Wednesday, April 19, 2006

Terrible Twos or Terrific Twos?

Ellie is now two! She stirred on her birthday morning at 5am, then woke properly shouting for “mummy” at 5.30am. She often wakes early, so this isn’t really unusual. However, it was also a strange co-incidence since two years earlier, she had woken me up with a strange pain at 5am (at which point, for reasons which I don’t really understand, I got up and did the washing up from the night before) and at 5.30 very strong contractions started. Luckily for me, the rest of her birthday this year went very differently… with a really enjoyable birthday party, with friends, food, drink, pass the parcel, and much fun. As opposed to a stream of midwives, a few glucose sweets and far more drugs than I’d expected!

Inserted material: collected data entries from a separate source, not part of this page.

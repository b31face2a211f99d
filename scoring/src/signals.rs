//! Raw inputs to the engine, as collected by the signal providers.

use serde::{Deserialize, Serialize};
use svims_types::VisitPurpose;

/// Highest biometric confidence a provider may report.
pub const MAX_CONFIDENCE: i32 = 100;

#[derive(Clone, Copy, Debug, PartialEq, Eq, Serialize, Deserialize)]
pub struct ScoreSignals {
    /// The visitor's lookup key is in the regular-visitor directory.
    pub returning_visitor: bool,
    /// Face-match confidence as reported by the biometric provider.
    /// Values outside `0..=100` are clamped before weighting.
    pub biometric_confidence: i32,
    pub purpose: VisitPurpose,
}

impl ScoreSignals {
    pub fn new(returning_visitor: bool, biometric_confidence: i32, purpose: VisitPurpose) -> Self {
        Self {
            returning_visitor,
            biometric_confidence,
            purpose,
        }
    }

    pub fn clamped_confidence(&self) -> u32 {
        self.biometric_confidence.clamp(0, MAX_CONFIDENCE) as u32
    }
}
//! Visitor verification workflow.
//!
//! One registration walks through five steps:
//! 1. **Intake**: the visitor fills in name, identity number, mobile and purpose.
//! 2. **One-time code**: a code is sent to the mobile and typed back in.
//! 3. **Capture**: a photo is taken, optionally retaken, then accepted.
//! 4. **Scoring**: external signals are gathered and fed to the trust score engine.
//! 5. **Conclusion**: admitted visitors get a record; refused ones raise a
//!    security alert that must be acknowledged.
//!
//! Where the signals come from is pluggable through [`SignalProvider`].

pub mod capture;
pub mod clock;
pub mod error;
pub mod intake;
pub mod record;
pub mod session;
pub mod signals;
pub mod state;
pub mod workflow;

pub use capture::{BiometricCapture, CaptureData, CaptureSlot};
pub use clock::{Clock, SystemClock};
pub use error::{ErrorClass, ProviderError, WorkflowError};
pub use intake::{IntakeEdit, VisitorIntake};
pub use record::VisitorRecord;
pub use session::{SessionId, SharedWorkflow};
pub use signals::{ReferenceDelays, ReferenceSignals, SignalProvider, VisitorDirectory};
pub use state::{RejectionReason, WorkflowPhase};
pub use workflow::{
    CodePolicy, Conclusion, VerificationWorkflow, WorkflowContext, WorkflowEvent,
    WorkflowTimeouts,
};
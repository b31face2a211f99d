//! The scoring function itself.

use svims_types::AdmissionDecision;

use crate::policy::BPS_DENOMINATOR;
use crate::{ScoreBreakdown, ScorePolicy, ScoreSignals, ScoringError, TrustAssessment};

/// Maps visitor signals to a trust score and an admission decision.
///
/// Construction validates the policy, after which [`evaluate`](Self::evaluate)
/// is a total function: it cannot fail and has no side effects.
#[derive(Clone, Debug)]
pub struct TrustScoreEngine {
    policy: ScorePolicy,
}

impl TrustScoreEngine {
    pub fn new(policy: ScorePolicy) -> Result<Self, ScoringError> {
        policy.validate()?;
        Ok(Self { policy })
    }

    /// Engine running the reference policy (thresholds 80 / 50).
    pub fn reference() -> Self {
        Self {
            policy: ScorePolicy::default(),
        }
    }

    pub fn policy(&self) -> &ScorePolicy {
        &self.policy
    }

    pub fn evaluate(&self, signals: &ScoreSignals) -> TrustAssessment {
        let p = &self.policy;

        let duration = p.duration_points;
        let biometric = self.biometric_component(signals.clamped_confidence());
        let consistency = if signals.returning_visitor {
            p.returning_points
        } else {
            p.new_visitor_points
        };
        let purpose = if p.is_priority(signals.purpose) {
            p.priority_purpose_points
        } else {
            p.standard_purpose_points
        };

        let breakdown = ScoreBreakdown::new(duration, biometric, consistency, purpose);
        TrustAssessment {
            breakdown,
            decision: self.decide(breakdown.total()),
        }
    }

    /// Threshold a total: `> allow` admits, `<= deny` refuses, the band in
    /// between goes to staff.
    pub fn decide(&self, total: u8) -> AdmissionDecision {
        if total > self.policy.allow_threshold {
            AdmissionDecision::Allowed
        } else if total > self.policy.deny_threshold {
            AdmissionDecision::StaffVerify
        } else {
            AdmissionDecision::Denied
        }
    }

    // confidence × weight, rounded half up, capped
    fn biometric_component(&self, confidence: u32) -> u8 {
        let weighted = (u64::from(confidence) * u64::from(self.policy.biometric_weight_bps)
            + u64::from(BPS_DENOMINATOR / 2))
            / u64::from(BPS_DENOMINATOR);
        weighted.min(u64::from(self.policy.component_cap)) as u8
    }
}

impl Default for TrustScoreEngine {
    fn default() -> Self {
        Self::reference()
    }
}
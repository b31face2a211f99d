//! The finalized, immutable outcome of one visitor's registration.

use serde::Serialize;
use svims_scoring::TrustAssessment;
use svims_types::{AdmissionDecision, IdentityNumber, Timestamp, VisitPurpose, VisitorId};

use crate::{BiometricCapture, VisitorIntake};

/// Intake details, trust score, decision and photo of one admitted visitor.
///
/// Has no setters: once built it is handed to record sinks as-is.
#[derive(Clone, Debug, PartialEq, Eq, Serialize)]
pub struct VisitorRecord {
    id: VisitorId,
    created_at: Timestamp,
    intake: VisitorIntake,
    score: u8,
    decision: AdmissionDecision,
    photo: BiometricCapture,
}

impl VisitorRecord {
    pub fn new(
        id: VisitorId,
        created_at: Timestamp,
        intake: VisitorIntake,
        assessment: &TrustAssessment,
        photo: BiometricCapture,
    ) -> Self {
        Self {
            id,
            created_at,
            intake,
            score: assessment.total(),
            decision: assessment.decision,
            photo,
        }
    }

    pub fn id(&self) -> &VisitorId {
        &self.id
    }

    pub fn created_at(&self) -> Timestamp {
        self.created_at
    }

    pub fn full_name(&self) -> &str {
        self.intake.full_name()
    }

    pub fn identity_number(&self) -> &IdentityNumber {
        self.intake.identity_number()
    }

    pub fn mobile(&self) -> &str {
        self.intake.mobile()
    }

    pub fn address(&self) -> Option<&str> {
        self.intake.address()
    }

    pub fn host(&self) -> Option<&str> {
        self.intake.host()
    }

    pub fn purpose(&self) -> VisitPurpose {
        self.intake.purpose()
    }

    pub fn arrived_at(&self) -> Timestamp {
        self.intake.arrived_at()
    }

    pub fn score(&self) -> u8 {
        self.score
    }

    pub fn decision(&self) -> AdmissionDecision {
        self.decision
    }

    pub fn photo(&self) -> &BiometricCapture {
        &self.photo
    }
}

A few moments reflection has left me amazed at how much my life has changed, at the strength of feeling in unconditional love, at the enormous number of clothes Ellie has grown out of, at the number of nursery rhymes I have learnt/remembered, at how toys creep into every corner of the house despite attempts to contain them in boxes and tubs, at how brazen I have become at ignoring tantrums in the middle of shops, at the way my heart still skips a beat when she takes my hand in her tiny one… Friends, books and even complete strangers all told me how different life would be once I’d had my baby. It’s not that I didn’t believe them because I did, but I really had no idea about just how different it would be. Or how it would be constantly changing as Ellie changes, with new joys, new challenges and new experiences.

2 comments:

Glingle said...

It's hard to believe Ellie is two already, and yet it seems hard to remember what our lives were like without her infectious smile and sticky fingers.

Maggie said...

Thank you for your sweet sweet post. My eldest is six and has been doing everything a six year old should not do and knows not to do and my patience is wafer thin. You have replaced the terrible with terrific! My hugs and kisses that I thought I had lost today have come back. I remember her two-ness so clearly.